PCB中毒とは
PCBは、正式名称をポリ塩化ビニフェルという多くの異性体をもつ物質の総称です。かつては、熱媒体やトランスの絶縁体、複写紙などに用いられていましたが、現在では、原則使用禁止となっています。この物質によって引き起こされる中毒がPCB中毒です。1968年にカネミ倉庫製造の米ぬか油中に混入しており、大規模な中毒事件が発生したことでも有名です。
PCB中毒の症状
PCB(ポリ塩化ビニル)中毒の症状は、顔面や臀部などに皮疹が現れ、顔面や口腔内、爪などに色素沈着や眼脂などが特徴的な症状です。この中毒症状のある患者が妊娠および出産した場合、新生児は、メラニン色素が強度に沈着し、黒い赤ちゃんが生まれてくることがあります。PCB中毒による母体から胎児への影響も認められています。若年の女性患者の場合、子宮内膜症などの生殖障害が発症するとの報告があり、きわめて注意が必要です。

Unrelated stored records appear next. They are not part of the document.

use indexmap::IndexMap;

use crate::config::Config;

/// An ordered `key=value` runtime configuration file. Keys keep
/// insertion order so generated files diff cleanly between runs.
#[derive(Debug, Clone, Default)]
pub struct EnvFile {
    entries: IndexMap<String, String>,
}

impl EnvFile {
    #[must_use]
    pub fn new() -> Self {
        Self::default()
    }

    #[must_use]
    pub fn set(mut self, key: &str, value: &str) -> Self {
        self.entries.insert(key.to_string(), value.to_string());
        self
    }

    #[must_use]
    pub fn render(&self) -> String {
        let mut out = String::new();
        for (key, value) in &self.entries {
            out.push_str(key);
            out.push('=');
            out.push_str(value);
            out.push('\n');
        }
        out
    }
}

/// Build the backend's runtime environment file from the run
/// configuration: listen port, database URI, OAuth and
/// object-storage credentials.
#[must_use]
pub fn backend_env(config: &Config) -> EnvFile {
    EnvFile::new()
        .set("NODE_ENV", "production")
        .set("PORT", &config.backend_port.to_string())
        .set("MONGODB_URI", &config.mongo_uri())
        .set("OAUTH_CLIENT_ID", &config.oauth.client_id)
        .set("OAUTH_CLIENT_SECRET", &config.oauth.client_secret)
        .set("S3_REGION", &config.storage.region)
        .set("S3_ACCESS_KEY", &config.storage.access_key)
        .set("S3_SECRET_KEY", &config.storage.secret_key)
        .set("S3_BUCKET", &config.storage.bucket)
}
use crate::app::App;
use crate::error::ProvisionResult;
use crate::retry::{DEFAULT_MAX_RUNS, run_with_retry};
use crate::system::System;

/// Clone the tier's repository, or pull when a checkout already
/// exists at the target directory.
pub fn checkout(system: &dyn System, app: &App, dir: &str) -> ProvisionResult<()> {
    if system.path_exists(dir) {
        eprintln!("  {} already checked out, pulling {}", app.name, app.branch);
        system.run("git", &["-C", dir, "pull", "origin", &app.branch])?;
    } else {
        eprintln!("  cloning {} ({})", app.repo, app.branch);
        system.run(
            "git",
            &["clone", "--branch", &app.branch, &app.repo, dir],
        )?;
    }
    Ok(())
}

/// Install the tier's language-ecosystem dependencies.
pub fn install_dependencies(system: &dyn System, app: &App, dir: &str) -> ProvisionResult<()> {
    eprintln!("  installing dependencies for {}", app.name);
    run_in_dir(system, dir, &app.install_command)?;
    Ok(())
}

/// Run the tier's build command, retrying up to the flat budget.
/// Tiers without a build command skip this step. Returns the
/// attempt count on success.
pub fn build(system: &dyn System, app: &App, dir: &str) -> ProvisionResult<u32> {
    let Some(build_command) = &app.build_command else {
        return Ok(0);
    };

    eprintln!("  building {}", app.name);
    let attempts = run_with_retry(build_command, DEFAULT_MAX_RUNS, || {
        run_in_dir(system, dir, build_command)?;
        Ok(())
    })?;

    if attempts > 1 {
        eprintln!("  build succeeded on attempt {attempts}");
    }
    Ok(attempts)
}

// The directory is quoted; install dirs with spaces must not split.
fn run_in_dir(system: &dyn System, dir: &str, command: &str) -> ProvisionResult<String> {
    system.run("sh", &["-c", &format!("cd '{dir}' && {command}")])
}
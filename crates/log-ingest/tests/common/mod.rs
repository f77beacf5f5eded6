// Copyright 2023-Present Datadog, Inc. https://www.datadoghq.com/
// SPDX-License-Identifier: Apache-2.0

//! Common test utilities for integration tests

pub mod helpers;
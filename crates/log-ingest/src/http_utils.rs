// Copyright 2023-Present Datadog, Inc. https://www.datadoghq.com/
// SPDX-License-Identifier: Apache-2.0

use bytes::Bytes;
use core::time::Duration;
use http_body_util::Full;
use hyper::{
    header,
    http::{self, HeaderMap},
    Response, StatusCode,
};
use serde_json::json;
use tracing::{debug, error};

use crate::error::ServiceError;

pub type HttpResponse = Response<Full<Bytes>>;

/// Does two things:
/// 1. Logs the given message. A success status code (within 200-299) will cause a debug log to be
///    written, otherwise error will be written.
/// 2. Returns the given message in the body of JSON response with the given status code.
///
/// Response body format:
/// {
///     "message": message
/// }
pub fn log_and_create_http_response(
    message: &str,
    status: StatusCode,
) -> http::Result<HttpResponse> {
    if status.is_success() {
        debug!("{message}");
    } else {
        error!("{message}");
    }
    create_http_response(message, status)
}

/// Builds the JSON response without logging; the caller already emitted the diagnostic.
pub fn create_http_response(message: &str, status: StatusCode) -> http::Result<HttpResponse> {
    let body = json!({ "message": message }).to_string();
    Response::builder()
        .status(status)
        .header(header::CONTENT_TYPE, "application/json")
        .body(Full::new(Bytes::from(body)))
}

/// Takes a request's header map, and verifies that the "content-length" and/or "Transfer-Encoding" header
/// is present, valid, and less than the given max_content_length.
///
/// Will return None if no issues are found. Otherwise logs an error (with the given prefix) and
/// returns and HTTP Response with the appropriate error status code.
pub fn verify_request_content_length(
    header_map: &HeaderMap,
    max_content_length: usize,
    error_message_prefix: &str,
) -> Option<http::Result<HttpResponse>> {
    let content_length_header = match header_map.get(header::CONTENT_LENGTH) {
        Some(res) => res,
        None => {
            if let Some(transfer_encoding_header) = header_map.get(header::TRANSFER_ENCODING) {
                debug!(
                    "Transfer-Encoding header is present: {:?}",
                    transfer_encoding_header
                );
                return None;
            }
            return Some(log_and_create_http_response(
                &format!(
                    "{error_message_prefix}: Missing Content-Length and Transfer-Encoding header"
                ),
                StatusCode::LENGTH_REQUIRED,
            ));
        }
    };
    let content_length = match content_length_header
        .to_str()
        .ok()
        .and_then(|value| value.parse::<usize>().ok())
    {
        Some(res) => res,
        None => {
            return Some(log_and_create_http_response(
                &format!("{error_message_prefix}: Invalid Content-Length header"),
                StatusCode::BAD_REQUEST,
            ));
        }
    };
    if content_length > max_content_length {
        return Some(log_and_create_http_response(
            &format!("{error_message_prefix}: Payload too large"),
            StatusCode::PAYLOAD_TOO_LARGE,
        ));
    }
    None
}

/// Builds a reqwest client with optional proxy configuration and timeout.
/// Uses rustls TLS.
pub fn build_client(
    proxy_url: Option<&str>,
    timeout: Option<Duration>,
) -> Result<reqwest::Client, ServiceError> {
    let mut builder = reqwest::Client::builder().use_rustls_tls();
    if let Some(timeout) = timeout {
        builder = builder.timeout(timeout);
    }
    if let Some(proxy) = proxy_url {
        let proxy =
            reqwest::Proxy::https(proxy).map_err(|e| ServiceError::HttpClient(e.to_string()))?;
        builder = builder.proxy(proxy);
    }
    builder
        .build()
        .map_err(|e| ServiceError::HttpClient(e.to_string()))
}

#[cfg(test)]
mod tests {
    use http_body_util::BodyExt;
    use hyper::header;
    use hyper::HeaderMap;
    use hyper::StatusCode;

    use super::*;

    fn create_test_headers_with_content_length(val: &str) -> HeaderMap {
        let mut map = HeaderMap::new();
        map.insert(header::CONTENT_LENGTH, val.parse().unwrap());
        map
    }

    async fn get_response_body_as_string(response: HttpResponse) -> String {
        let body = response.into_body();
        let bytes = body.collect().await.unwrap().to_bytes();
        String::from_utf8(bytes.into_iter().collect()).unwrap()
    }

    #[tokio::test]
    async fn test_request_content_length_missing() {
        let verify_result = verify_request_content_length(&HeaderMap::new(), 1, "Test Prefix");
        assert!(verify_result.is_some());

        let response = verify_result.unwrap().unwrap();
        assert_eq!(response.status(), StatusCode::LENGTH_REQUIRED);
        assert_eq!(
            get_response_body_as_string(response).await,
            "{\"message\":\"Test Prefix: Missing Content-Length and Transfer-Encoding header\"}"
                .to_string()
        );
    }

    #[test]
    fn test_request_transfer_encoding_is_accepted() {
        let mut map = HeaderMap::new();
        map.insert(header::TRANSFER_ENCODING, "chunked".parse().unwrap());
        assert!(verify_request_content_length(&map, 1, "Test Prefix").is_none());
    }

    #[tokio::test]
    async fn test_request_content_length_cant_convert_to_usize() {
        let verify_result = verify_request_content_length(
            &create_test_headers_with_content_length("not_an_int"),
            1,
            "Test Prefix",
        );
        assert!(verify_result.is_some());

        let response = verify_result.unwrap().unwrap();
        assert_eq!(response.status(), StatusCode::BAD_REQUEST);
        assert_eq!(
            get_response_body_as_string(response).await,
            "{\"message\":\"Test Prefix: Invalid Content-Length header\"}".to_string()
        );
    }

    #[tokio::test]
    async fn test_request_content_length_too_long() {
        let verify_result = verify_request_content_length(
            &create_test_headers_with_content_length("100"),
            1,
            "Test Prefix",
        );

        let response = verify_result.unwrap().unwrap();
        assert_eq!(response.status(), StatusCode::PAYLOAD_TOO_LARGE);
        assert_eq!(
            get_response_body_as_string(response).await,
            "{\"message\":\"Test Prefix: Payload too large\"}".to_string()
        );
    }

    #[test]
    fn test_request_content_length_within_limit() {
        let headers = create_test_headers_with_content_length("10");
        assert!(verify_request_content_length(&headers, 10, "Test Prefix").is_none());
    }

    #[test]
    fn test_build_client() {
        assert!(build_client(None, None).is_ok());
        assert!(build_client(Some("http://proxy:3128"), Some(Duration::from_secs(5))).is_ok());
    }
}
// Copyright 2023-Present Datadog, Inc. https://www.datadoghq.com/
// SPDX-License-Identifier: Apache-2.0

//! Append-only document persistence.

pub mod firestore;
pub mod memory;

use async_trait::async_trait;
use serde_json::{Map, Value};

use crate::error::StoreError;

/// Collection processed logs are written to unless configured otherwise.
pub const DEFAULT_COLLECTION: &str = "processed-logs";

#[async_trait]
pub trait DocumentStore {
    /// Appends `document` to `collection` as a new document and returns the
    /// identifier the store assigned. Every call creates a new document.
    async fn add(
        &self,
        collection: &str,
        document: &Map<String, Value>,
    ) -> Result<String, StoreError>;
}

血清中のトリグリセリドと呼ばれる中性脂肪の著しい増加がみられ、脂質代謝異常が起こります。また、色素沈着や皮疹などによって診察され、血中のPCB濃度やPCBの二量体であるPCQ濃度などによって診断が確定します。
PCB中毒の原因
PCB中毒は、ポリ塩化ビフェニルの大量摂取が原因で、現在では、中毒の原因物質であるPCB自体の使用は原則的に禁止されています。また、国際的にもPOPs条約で2028年までに全廃する目標が掲げられ、国際的にも有毒物質として認知されて規制されています。しかし、過去の使用によって環境が汚染されたため、現在でも魚介類などによってわずかに摂取されていますが、生物濃縮等も考慮しても、健康には影響のないレベルだと考えられています。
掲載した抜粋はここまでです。